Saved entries

━━━━━━

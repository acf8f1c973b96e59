//! Session table and event routing
//!
//! The SessionManager owns one task per device and routes inbound events to
//! them through bounded channels. Lifecycle events (start, end) are handled
//! here; everything else is forwarded with a non-blocking send.

use crate::domain::types::{DeviceId, DiagnosticKind, DiagnosticLevel, EventKind, SensorEvent};
use crate::infra::config::Timings;
use crate::infra::metrics::Metrics;
use crate::services::session::{DeviceSession, SessionInput, SessionSnapshot};
use crate::services::sink::SignalSink;
use rustc_hash::FxHashMap;
use std::sync::Arc;
use std::time::Duration;
use tokio::sync::mpsc::error::TrySendError;
use tokio::sync::{mpsc, oneshot, watch};
use tokio::task::JoinHandle;
use tokio::time::Instant;
use tracing::{debug, error, info, warn};

/// Per-session queue size; events beyond this are dropped
pub const SESSION_QUEUE_CAPACITY: usize = 64;

/// Minimum spacing between "queue full" warnings
const DROP_WARN_INTERVAL: Duration = Duration::from_secs(1);

struct SessionHandle {
    tx: mpsc::Sender<SessionInput>,
    task: JoinHandle<()>,
}

pub struct SessionManager {
    sessions: FxHashMap<DeviceId, SessionHandle>,
    timings: Timings,
    sink: Arc<dyn SignalSink>,
    metrics: Arc<Metrics>,
    queue_capacity: usize,
    last_drop_warn: Option<std::time::Instant>,
}

impl SessionManager {
    pub fn new(timings: Timings, sink: Arc<dyn SignalSink>, metrics: Arc<Metrics>) -> Self {
        Self {
            sessions: FxHashMap::default(),
            timings,
            sink,
            metrics,
            queue_capacity: SESSION_QUEUE_CAPACITY,
            last_drop_warn: None,
        }
    }

    /// Override the per-session queue size
    pub fn with_queue_capacity(mut self, capacity: usize) -> Self {
        self.queue_capacity = capacity.max(1);
        self
    }

    pub fn session_count(&self) -> usize {
        self.sessions.len()
    }

    pub fn has_session(&self, device: &DeviceId) -> bool {
        self.sessions.contains_key(device)
    }

    /// Start sessions for devices known from configuration
    ///
    /// A service start is a new hub session: restored state is unknown and
    /// the startup guard will force a clear.
    pub fn start_configured(&mut self, names: &[String]) {
        let now = Instant::now();
        for name in names {
            let device = DeviceId::new(name);
            if !self.has_session(&device) {
                self.spawn_session(device, None, now);
            }
        }
        info!(devices = %self.sessions.len(), "configured_sessions_started");
    }

    /// Consume events until the channel closes or shutdown is signalled
    pub async fn run(
        &mut self,
        mut event_rx: mpsc::Receiver<SensorEvent>,
        mut shutdown: watch::Receiver<bool>,
    ) {
        info!("session_manager_started");
        loop {
            tokio::select! {
                changed = shutdown.changed() => {
                    if changed.is_err() || *shutdown.borrow() {
                        info!("session_manager_shutdown");
                        break;
                    }
                }
                event = event_rx.recv() => match event {
                    Some(event) => self.dispatch(event).await,
                    None => {
                        info!("event_channel_closed");
                        break;
                    }
                },
            }
        }
        self.shutdown().await;
    }

    /// Route one event, handling session lifecycle
    pub async fn dispatch(&mut self, event: SensorEvent) {
        match event.kind {
            EventKind::SessionStart { restored_occupancy } => {
                if self.end_session(&event.device).await {
                    info!(device = %event.device, "session_repaired");
                }
                self.spawn_session(event.device, restored_occupancy, event.received_at);
            }
            EventKind::SessionEnd => {
                if !self.end_session(&event.device).await {
                    debug!(device = %event.device, "session_end_unknown_device");
                }
            }
            _ => self.route(event),
        }
    }

    fn route(&mut self, event: SensorEvent) {
        if !self.has_session(&event.device) {
            info!(device = %event.device, kind = %event.kind.as_str(), "session_implicit_start");
            self.spawn_session(event.device.clone(), None, event.received_at);
        }
        let Some(handle) = self.sessions.get(&event.device) else {
            return;
        };

        match handle.tx.try_send(SessionInput::Event(event)) {
            Ok(()) => {}
            Err(TrySendError::Full(SessionInput::Event(event))) => {
                self.metrics.record_session_event_dropped();
                let due = self.last_drop_warn.map_or(true, |t| t.elapsed() >= DROP_WARN_INTERVAL);
                if due {
                    warn!(device = %event.device, kind = %event.kind.as_str(), "session_event_dropped");
                    self.last_drop_warn = Some(std::time::Instant::now());
                }
            }
            Err(TrySendError::Closed(SessionInput::Event(event))) => {
                self.recover_lost_session(event);
            }
            Err(_) => {}
        }
    }

    /// The session task is gone: report it, recreate it and redeliver
    fn recover_lost_session(&mut self, event: SensorEvent) {
        let device = event.device.clone();
        error!(device = %device, "session_unavailable");
        self.metrics.record_session_lost();
        self.sink.log_diagnostic(
            &device,
            DiagnosticLevel::Critical,
            DiagnosticKind::SessionUnavailable,
            "session task unreachable, recreating",
        );

        if let Some(lost) = self.sessions.remove(&device) {
            lost.task.abort();
        }
        self.spawn_session(device.clone(), None, event.received_at);
        if let Some(handle) = self.sessions.get(&device) {
            if handle.tx.try_send(SessionInput::Event(event)).is_err() {
                self.metrics.record_session_event_dropped();
            }
        }
    }

    fn spawn_session(&mut self, device: DeviceId, restored: Option<bool>, now: Instant) {
        self.metrics.record_session_started(&device);
        let session = DeviceSession::start(
            device.clone(),
            &self.timings,
            restored,
            self.sink.clone(),
            self.metrics.clone(),
            now,
        );
        let (tx, rx) = mpsc::channel(self.queue_capacity);
        let task = tokio::spawn(session.run(rx));
        self.sessions.insert(device, SessionHandle { tx, task });
    }

    /// End a session and wait for its task; false if there was none
    pub async fn end_session(&mut self, device: &DeviceId) -> bool {
        let Some(SessionHandle { tx, task }) = self.sessions.remove(device) else {
            return false;
        };
        drop(tx);
        if let Err(e) = task.await {
            warn!(device = %device, error = %e, "session_task_failed");
        }
        true
    }

    /// End every session, cancelling all pending timers
    pub async fn shutdown(&mut self) {
        let devices: Vec<DeviceId> = self.sessions.keys().cloned().collect();
        for device in &devices {
            self.end_session(device).await;
        }
        info!(sessions = %devices.len(), "all_sessions_ended");
    }

    /// Ask a session for its current state
    pub async fn snapshot(&self, device: &DeviceId) -> Option<SessionSnapshot> {
        let handle = self.sessions.get(device)?;
        let (reply_tx, reply_rx) = oneshot::channel();
        handle.tx.send(SessionInput::Snapshot(reply_tx)).await.ok()?;
        reply_rx.await.ok()
    }

    /// Abort a session task without ending it, as if it had died
    #[cfg(test)]
    async fn kill_session(&mut self, device: &DeviceId) {
        if let Some(handle) = self.sessions.get_mut(device) {
            handle.task.abort();
            let _ = (&mut handle.task).await;
        }
    }
}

━━━━━━

— WHAT YOU SHOULD DO —
In the lines above, find the word "SensorEvent" and copy every line it occurs in.

— RESPONSE TO THIS EXERCISE —
use crate::domain::types::{DeviceId, DiagnosticKind, DiagnosticLevel, EventKind, SensorEvent};
        mut event_rx: mpsc::Receiver<SensorEvent>,
    pub async fn dispatch(&mut self, event: SensorEvent) {
    fn route(&mut self, event: SensorEvent) {
    fn recover_lost_session(&mut self, event: SensorEvent) {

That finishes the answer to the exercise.